Part I. If sentient beings don’t exist as we believe…

In Buddhism, the cause of human suffering is a self grasping ignorance that is habitual and pervasive. When this is seen through, or seen for what it is, we experience ourselves and others and our world differently. Grasping at a self unconsciously cuts us off from our ancestors, our teachers, from one another and from our natural world.Removing this false view, we awaken to our connectedness, and inner treasures, joy, compassion, and peace. We enter into a dynamic, creative involvement with all our family and world.

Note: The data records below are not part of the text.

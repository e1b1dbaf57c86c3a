//! Auto-hide panels driven by the custom `autohide` signal.

use super::{WidgetHandle, resolve};
use crate::{Effect, Error, Speed};
use dom::{Document, NodeId};
use serde::Deserialize;
use std::time::Duration;

/// What arms the hide once the `autohide` signal arrives: a delay in
/// milliseconds, or a selector whose element's click hides the panel.
#[derive(Debug, Clone, Deserialize)]
#[serde(untagged)]
pub enum AutoHideTrigger {
    Delay(u64),
    Selector(String),
}

impl Default for AutoHideTrigger {
    fn default() -> Self {
        Self::Selector("body".into())
    }
}

#[derive(Debug, Clone, Default, Deserialize)]
#[serde(default)]
pub struct AutoHideConfig {
    pub trigger: AutoHideTrigger,
    pub effect: Effect,
}

pub fn init_autohide(
    doc: &mut Document,
    container: &str,
    config: &AutoHideConfig,
) -> Result<Option<WidgetHandle>, Error> {
    match resolve(doc, container)? {
        Some(node) => init_autohide_at(doc, node, config),
        None => Ok(None),
    }
}

/// Nothing happens until the `autohide` signal is dispatched on the
/// container; the signal is synthetic and must come from the host.
/// A delay trigger then schedules the hide; a selector trigger binds a
/// click on that element to hide the container. A trigger selector that
/// resolves to nothing is a no-op.
pub fn init_autohide_at(
    doc: &mut Document,
    container: NodeId,
    config: &AutoHideConfig,
) -> Result<Option<WidgetHandle>, Error> {
    // Surface a bad trigger selector now rather than at signal time.
    if let AutoHideTrigger::Selector(selector) = &config.trigger {
        selectors::parse_selector_list(selector)?;
    }

    let handle = WidgetHandle::new();
    let tracker = handle.tracker();
    let trigger = config.trigger.clone();
    let effect = config.effect;

    let id = doc.add_listener(container, "autohide", move |doc, _| match &trigger {
        AutoHideTrigger::Delay(ms) => {
            let timer = doc.set_timeout(Duration::from_millis(*ms), move |doc| {
                effect.conceal(doc, container, Speed::default());
            });
            tracker.track_timer(timer);
        }
        AutoHideTrigger::Selector(selector) => {
            let Ok(Some(target)) = doc.query_first(selector) else {
                return;
            };
            let tracker = tracker.clone();
            let listener = doc.add_listener(target, "click", move |doc, _| {
                effect.conceal(doc, container, Speed::default());
            });
            tracker.track_listener(listener);
        }
    });
    handle.track_listener(id);
    Ok(Some(handle))
}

This is the realization that brings an end to samsara, the potentially endless wandering in states of suffering, born of ignorance of our true nature, the nature of everyone else, and this world. This is the knowledge that enables us to help others in provisional ways, becoming sensitive to their needs, with energy and awareness, and it is the means of our being able to help in ultimate ways, by our teaching and example, being a catalyst for their own realization of truth.

How then can we make our way to freedom and to being able to help others? What is the method? There is learning involved, surely, and reflection, questioning, quiet meditation, refining the mind, and working our way through difficult points by ourselves, and with the help of our teachers.

We can begin here: It’s taught that the way ordinary people conceive of themselves and others is not the truth. It is fragmentary at best. We think of ourselves as permanent selves, independent, and unitary, as in – of a single nature. This is wrong view, continually appearing to untrained minds.

How to proceed?

From Metta and Wisdom:

The freedom from problems, and the attainment of the highest happiness is naturally what all wish for ourselves, and those we care for, and so, of course the question, or sticking point presents itself: how can we wish happiness for ourselves or another if they don’t exist as we imagine?

When this question comes up, it’s something of a landmark, I think. It means we’re trying to integrate these two aspects of the path, of love and wisdom, and something doesn’t seem to fit.But this only means that we haven’t yet taken the wisdom side far enough. Resolving this question is of central importance in Mahayana Buddhism, with its vow to help all beings to freedom and ease.

What our senses and concepts present to us, and what we then fixate on, is not what is actually there.We can learn to see through our imaginings, and in fact, out of compassion, this is something we need to learn to do. The way we can have both wisdom and compassion present in our mind is explained by the Eighth century saint, Shantideva, in his Guide to the Bodhisattva’s Way of Life, where he asks,

‘If no beings exist [in ultimate reality], toward whom should we have compassion?

and he answers:

‘To attain the result [of buddhahood, which is to be achieved only through the awakening of great compassion], one should direct one’s compassion toward whatever it is that unenlightened beings call ‘beings’.

The modern day Tibetan teacher, Deshung Rinpoche, also taught on this same subject, when he said:

‘On the conventional level of reality, beings do not exist as they are perceived by other unenlightened beings. The bodhisattva realizes that, in ultimate reality, there are no beings who exist as unenlightened beings think, but he directs his mind toward those beings as they perceive themselves.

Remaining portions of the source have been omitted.